KernelFusion: Zero-Shot Blind Super-Resolution via Patch Diffusion
Abstract
Traditional super-resolution (SR) methods assume an "ideal'' downscaling SR-kernel (e.g., bicubic downscaling) between the high-resolution (HR) image and the low-resolution (LR) image. Such methods fail once the LR images are generated differently. Current blind-SR methods aim to remove this assumption, but are still fundamentally restricted to rather simplistic downscaling SR-kernels (e.g., anisotropic Gaussian kernels), and fail on more complex (out of distribution) downscaling degradations. However, using the correct SR-kernel is often more important than using a sophisticated SR algorithm. In "KernelFusion'' we introduce a zero-shot diffusion-based method that uses an unrestricted kernel. Our method recovers the unique image-specific SR-kernel directly from the LR input image, while simultaneously recovering its corresponding HR image. KernelFusion exploits the principle that the correct SR-kernel is the one that maximizes patch similarity across different scales of the LR image. We first train an image-specific patch-based diffusion model on the single LR input image, capturing its unique internal patch statistics. We then reconstruct a larger HR image with the same learned patch distribution, while simultaneously recovering the correct downscaling SR-kernel that maintains this cross-scale relation between the HR and LR images.
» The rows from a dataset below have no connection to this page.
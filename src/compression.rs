use crate::error::{LinaError, Result};
use std::io;
use zstd::bulk::{Compressor, Decompressor};
use zstd::zstd_safe::{CParameter, Strategy};

pub const MIN_LEVEL: i32 = -22;
pub const MAX_LEVEL: i32 = 22;

pub struct SegmentCompressor {
    inner: Compressor<'static>,
}

impl SegmentCompressor {
    pub fn new(level: i32) -> io::Result<Self> {
        let mut inner = Compressor::new(level)?;
        let _ = inner.set_parameter(CParameter::Strategy(strategy_for_level(level)));
        Ok(Self { inner })
    }

    pub fn compress(&mut self, segment: &[u8]) -> io::Result<Option<Vec<u8>>> {
        let packed = self.inner.compress(segment)?;
        if packed.len() < segment.len() {
            Ok(Some(packed))
        } else {
            Ok(None)
        }
    }
}

pub struct SegmentDecompressor {
    inner: Decompressor<'static>,
}

impl SegmentDecompressor {
    pub fn new() -> io::Result<Self> {
        Ok(Self {
            inner: Decompressor::new()?,
        })
    }

    pub fn decompress(&mut self, stored: &[u8], raw_len: usize) -> Result<Vec<u8>> {
        let out = self
            .inner
            .decompress(stored, raw_len)
            .map_err(|e| LinaError::InvalidArchive(format!("corrupt segment: {e}")))?;
        if out.len() != raw_len {
            return Err(LinaError::InvalidArchive(format!(
                "segment decompressed to {} bytes, expected {raw_len}",
                out.len()
            )));
        }
        Ok(out)
    }
}

fn strategy_for_level(level: i32) -> Strategy {
    match level {
        l if l <= 2 => Strategy::ZSTD_fast,
        l if l <= 4 => Strategy::ZSTD_dfast,
        l if l <= 6 => Strategy::ZSTD_greedy,
        l if l <= 8 => Strategy::ZSTD_lazy,
        l if l <= 10 => Strategy::ZSTD_lazy2,
        l if l <= 13 => Strategy::ZSTD_btlazy2,
        l if l <= 16 => Strategy::ZSTD_btopt,
        l if l <= 19 => Strategy::ZSTD_btultra,
        _ => Strategy::ZSTD_btultra2,
    }
}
Empirical results demonstrate that KernelFusion handles complex downscaling degradations where existing Blind-SR methods fail, achieving robust kernel recovery and superior SR quality. By breaking free from predefined kernel assumptions and training distributions, KernelFusion establishes a new paradigm of zero-shot Blind-SR that can handle unrestricted, image-specific kernels previously thought impossible.